The numbers didn't lie. The Owls had 23 assists on 27 field goals. They turned it over only eight times, including two late ones by Lavoy Allen that only served to annoy coach Fran Dunphy. Otherwise, Allen did what he does, finishing with 16 points on 8-for-14 shooting to go with nine rebounds, a career-high seven assists, two steals and a block. He also was solid at the defensive end, as usual. The only other thing you could really knock him for was not getting to the foul line, which Dunphy also duly noted. It's what Dunph does.
Leading scorer Ryan Brooks, who'd strugged with his shot the last two games, went 7-for-13 for 17 points. He too had a career-best seven assists. Juan Fernandez, coming off a 20-point effort, went 5-for-6, 3-for-4 from the arc, to end up with 13. And five of his passes resulted in two points for a teammate, which matched his career high.
Ball State (2-1) shot 9-for-17 in the first half, 8-for-27 thereafter. Some of it was the Cardinals' doing, but some of it was Temple's fundamental man-to-man pressure.

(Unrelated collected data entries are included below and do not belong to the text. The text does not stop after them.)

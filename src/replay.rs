//! Host signal replay
//!
//! A recorded session is a newline-delimited JSON stream of host callbacks,
//! each stamped with the wall clock reading at which it arrived:
//!
//! ```text
//! {"wall_secs": 0.0, "kind": "start", "duration_secs": 300}
//! {"wall_secs": 1.2, "kind": "position", "ms": 1200}
//! {"wall_secs": 1.2, "kind": "press", "key": "o"}
//! {"wall_secs": 2.9, "kind": "release", "key": "o"}
//! ```
//!
//! Records are fed through a [`RecordingSession`] driven by a manual clock and
//! a scripted player, so a replay is fully deterministic. Playback commands
//! issued by the session are applied to the player and answered with a
//! play/pause notification, the way a real player would.

use crate::action_map::ActionMap;
use crate::clock::{ManualClock, ScriptedPlayer};
use crate::error::TimelineError;
use crate::session::{
    PlaybackCommand, PositionUpdate, RecordingSession, RewindDecision, SessionConfig, SessionState,
};
use crate::timeline::Timeline;
use crate::types::{TriggerId, WallTime};
use log::{debug, info, warn};
use serde::{Deserialize, Serialize};
use std::io::BufRead;
use uuid::Uuid;

/// One host callback
#[derive(Debug, Clone, PartialEq, Serialize, Deserialize)]
pub struct HostRecord {
    /// Wall clock reading in seconds
    pub wall_secs: f64,
    #[serde(flatten)]
    pub signal: HostSignal,
}

#[derive(Debug, Clone, PartialEq, Serialize, Deserialize)]
#[serde(tag = "kind", rename_all = "snake_case")]
pub enum HostSignal {
    /// Arm a session, timed when `duration_secs` is set
    Start {
        #[serde(default, skip_serializing_if = "Option::is_none")]
        duration_secs: Option<f64>,
    },
    /// The playback position moved
    Position { ms: u64 },
    /// The player started or stopped playing
    Playback { playing: bool },
    Press { key: String },
    Release { key: String },
    Pause,
    Resume,
    Stop,
    Cancel,
    Tick,
    /// Answer to an outstanding reset candidate
    Decide { decision: RewindDecision },
}

/// Counters collected during a replay
#[derive(Debug, Clone, Default, PartialEq, Serialize)]
pub struct ReplayStats {
    pub session_id: Uuid,
    pub final_state: Option<SessionState>,
    pub records: usize,
    /// Signals refused by the session or the action map
    pub rejected: usize,
    pub rewinds: usize,
    pub reset_candidates: usize,
    pub events: usize,
}

#[derive(Debug)]
pub struct ReplayOutcome {
    pub stats: ReplayStats,
    pub timeline: Timeline,
}

/// Drives a session from host records
pub struct Replayer {
    session: RecordingSession<ManualClock>,
    player: ScriptedPlayer,
    map: ActionMap,
    stats: ReplayStats,
}

impl Replayer {
    pub fn new(config: SessionConfig, map: ActionMap) -> Self {
        let session = RecordingSession::with_clock(config, ManualClock::new(WallTime::from_secs(0.0)));
        let stats = ReplayStats {
            session_id: session.id(),
            ..ReplayStats::default()
        };
        Self {
            session,
            player: ScriptedPlayer::default(),
            map,
            stats,
        }
    }

    pub fn session(&self) -> &RecordingSession<ManualClock> {
        &self.session
    }

    pub fn player(&self) -> &ScriptedPlayer {
        &self.player
    }

    pub fn stats(&self) -> &ReplayStats {
        &self.stats
    }

    /// Apply one record. Refused signals are counted, not returned.
    pub fn apply(&mut self, record: &HostRecord) {
        self.stats.records += 1;
        self.session.clock_mut().set(WallTime::from_secs(record.wall_secs));

        let result = match &record.signal {
            HostSignal::Start { duration_secs } => self.session.request_start(*duration_secs),
            HostSignal::Position { ms } => {
                self.player.position_ms = *ms;
                match self.session.on_position(&self.player) {
                    PositionUpdate::Rewound(report) => {
                        debug!("Rewind to {}ms: {:?}", ms, report);
                        self.stats.rewinds += 1;
                    }
                    PositionUpdate::ResetCandidate { anchor_ms, .. } => {
                        info!("Rewind to {}ms passed the anchor at {}ms", ms, anchor_ms);
                        self.stats.rewinds += 1;
                        self.stats.reset_candidates += 1;
                    }
                    _ => {}
                }
                Ok(())
            }
            HostSignal::Playback { playing } => {
                self.player.playing = *playing;
                self.session.on_playback_changed(&self.player);
                Ok(())
            }
            HostSignal::Press { key } => self.press(TriggerId::from(key.as_str())),
            HostSignal::Release { key } => self
                .session
                .handle_release(&self.player, &TriggerId::from(key.as_str()))
                .map(|_| ()),
            HostSignal::Pause => self.session.pause(&self.player),
            HostSignal::Resume => self.session.resume(&self.player),
            HostSignal::Stop => self.session.stop(&self.player),
            HostSignal::Cancel => self.session.cancel(),
            HostSignal::Tick => {
                self.session.tick(&self.player);
                Ok(())
            }
            HostSignal::Decide { decision } => self.session.resolve_rewind(*decision).map(|_| ()),
        };

        if let Err(err) = result {
            warn!("Record {} refused: {}", self.stats.records, err);
            self.stats.rejected += 1;
        }
        self.follow_commands();
    }

    fn press(&mut self, trigger: TriggerId) -> Result<(), TimelineError> {
        // only an actual recording needs the label
        let label = if self.session.state() == SessionState::Recording {
            self.map.resolve(&trigger)?
        } else {
            ""
        };
        self.session
            .handle_trigger(&self.player, trigger, label)
            .map(|_| ())
    }

    fn follow_commands(&mut self) {
        for command in self.session.drain_commands() {
            self.player.playing = command == PlaybackCommand::Play;
            debug!("Player follows {:?}", command);
            self.session.on_playback_changed(&self.player);
        }
    }

    /// Stop a session still in progress and hand back its timeline
    pub fn finish(mut self) -> ReplayOutcome {
        if matches!(
            self.session.state(),
            SessionState::Recording | SessionState::Paused | SessionState::Waiting
        ) {
            info!("Replay ended while {}; stopping", self.session.state());
            if let Err(err) = self.session.stop(&self.player) {
                warn!("Could not stop session: {}", err);
            }
        }
        self.stats.final_state = Some(self.session.state());
        let timeline = self.session.into_timeline();
        self.stats.events = timeline.closed_count();
        ReplayOutcome {
            stats: self.stats,
            timeline,
        }
    }
}

/// Parse a script, skipping blank lines and `#` comments
pub fn parse_script<R: BufRead>(reader: R) -> Result<Vec<HostRecord>, TimelineError> {
    let mut records = Vec::new();
    for (number, line) in reader.lines().enumerate() {
        let line = line?;
        let line = line.trim();
        if line.is_empty() || line.starts_with('#') {
            continue;
        }
        let record = serde_json::from_str(line)
            .map_err(|err| TimelineError::ParseError(format!("line {}: {}", number + 1, err)))?;
        records.push(record);
    }
    Ok(records)
}

/// Replay a whole script
pub fn replay<R: BufRead>(
    reader: R,
    config: SessionConfig,
    map: ActionMap,
) -> Result<ReplayOutcome, TimelineError> {
    let records = parse_script(reader)?;
    let mut replayer = Replayer::new(config, map);
    for record in &records {
        replayer.apply(record);
    }
    let outcome = replayer.finish();
    info!(
        "Replayed {} records: {} events, {} refused",
        outcome.stats.records, outcome.stats.events, outcome.stats.rejected
    );
    Ok(outcome)
}

#[cfg(test)]
mod tests {
    use super::*;
    use pretty_assertions::assert_eq;

    fn run(script: &str) -> ReplayOutcome {
        replay(script.as_bytes(), SessionConfig::default(), ActionMap::default()).unwrap()
    }

    #[test]
    fn test_record_parsing() {
        let record: HostRecord =
            serde_json::from_str(r#"{"wall_secs": 1.5, "kind": "press", "key": "o"}"#).unwrap();
        assert_eq!(record.signal, HostSignal::Press { key: "o".to_string() });

        let record: HostRecord =
            serde_json::from_str(r#"{"wall_secs": 0, "kind": "decide", "decision": "reset_session"}"#)
                .unwrap();
        assert_eq!(
            record.signal,
            HostSignal::Decide {
                decision: RewindDecision::ResetSession
            }
        );

        let record: HostRecord = serde_json::from_str(r#"{"wall_secs": 0, "kind": "start"}"#).unwrap();
        assert_eq!(record.signal, HostSignal::Start { duration_secs: None });
    }

    #[test]
    fn test_bad_line_reports_line_number() {
        let script = "# header\n\n{\"wall_secs\": 0, \"kind\": \"tick\"}\n{\"kind\": \"jump\"}\n";
        let err = parse_script(script.as_bytes()).unwrap_err();
        assert!(matches!(err, TimelineError::ParseError(ref msg) if msg.starts_with("line 4")));
    }

    #[test]
    fn test_replay_records_event() {
        let outcome = run(r#"
            {"wall_secs": 0.0, "kind": "start", "duration_secs": 300}
            {"wall_secs": 0.0, "kind": "playback", "playing": true}
            {"wall_secs": 1.0, "kind": "position", "ms": 1000}
            {"wall_secs": 1.0, "kind": "press", "key": "o"}
            {"wall_secs": 2.0, "kind": "position", "ms": 2000}
            {"wall_secs": 2.0, "kind": "press", "key": "o"}
            {"wall_secs": 3.5, "kind": "position", "ms": 3500}
            {"wall_secs": 3.5, "kind": "release", "key": "o"}
            {"wall_secs": 4.0, "kind": "press", "key": "z"}
            {"wall_secs": 4.0, "kind": "stop"}
        "#);

        let events = outcome.timeline.snapshot();
        assert_eq!(events.len(), 2);
        assert!(events[0].is_anchor());
        assert_eq!(events[0].onset, 1000);
        assert_eq!(events[1].label, "Attack bites");
        assert_eq!((events[1].onset, events[1].offset), (2000, Some(3500)));
        assert_eq!(outcome.stats.rejected, 1);
        assert_eq!(outcome.stats.events, 2);
        assert_eq!(outcome.stats.final_state, Some(SessionState::Idle));
        assert_eq!(outcome.timeline.test_duration_secs(), Some(300.0));
    }

    #[test]
    fn test_session_play_request_is_followed() {
        let mut replayer = Replayer::new(SessionConfig::default(), ActionMap::default());
        for line in [
            r#"{"wall_secs": 0, "kind": "start"}"#,
            r#"{"wall_secs": 0, "kind": "press", "key": "q"}"#,
        ] {
            replayer.apply(&serde_json::from_str(line).unwrap());
        }
        assert!(replayer.player().playing);
        assert_eq!(replayer.session().state(), SessionState::Recording);
        assert_eq!(replayer.stats().rejected, 0);
    }

    #[test]
    fn test_rewind_past_anchor_then_reset() {
        let outcome = run(r#"
            {"wall_secs": 0, "kind": "start"}
            {"wall_secs": 0, "kind": "playback", "playing": true}
            {"wall_secs": 1, "kind": "position", "ms": 1000}
            {"wall_secs": 1, "kind": "press", "key": "o"}
            {"wall_secs": 5, "kind": "position", "ms": 5000}
            {"wall_secs": 5, "kind": "press", "key": "o"}
            {"wall_secs": 6, "kind": "position", "ms": 6000}
            {"wall_secs": 7, "kind": "position", "ms": 500}
            {"wall_secs": 7, "kind": "press", "key": "j"}
            {"wall_secs": 8, "kind": "decide", "decision": "reset_session"}
        "#);

        assert_eq!(outcome.stats.reset_candidates, 1);
        // the press while the decision was pending
        assert_eq!(outcome.stats.rejected, 1);
        assert!(outcome.timeline.is_empty());
        assert_eq!(outcome.stats.final_state, Some(SessionState::Idle));
    }

    #[test]
    fn test_rewind_inside_session_truncates() {
        let outcome = run(r#"
            {"wall_secs": 0, "kind": "start"}
            {"wall_secs": 0, "kind": "playback", "playing": true}
            {"wall_secs": 0, "kind": "position", "ms": 0}
            {"wall_secs": 0, "kind": "press", "key": "o"}
            {"wall_secs": 1, "kind": "position", "ms": 1000}
            {"wall_secs": 1, "kind": "press", "key": "q"}
            {"wall_secs": 3, "kind": "position", "ms": 3000}
            {"wall_secs": 3, "kind": "release", "key": "q"}
            {"wall_secs": 4, "kind": "position", "ms": 2000}
        "#);

        assert_eq!(outcome.stats.rewinds, 1);
        let events = outcome.timeline.snapshot();
        assert_eq!(events.len(), 2);
        assert_eq!(events[1].label, "Chasing");
        assert_eq!((events[1].onset, events[1].offset), (1000, Some(2000)));
        assert!(events.iter().all(|e| !e.is_open()));
    }
}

"It all starts with defense," Brooks said. "That creates our offense, tends to get easier buckets for all of us. We're going to try and continue to do it.
"We just have to execute, get the job done. We'll go out and fight hard, get the W and move on from there. We have extreme confidence in each other out there. As long as we communicate, positive things will come out of it. Just grind it out."
Fernandez played with a sprained left thumb. If he wasn't taped up, you wouldn't have known.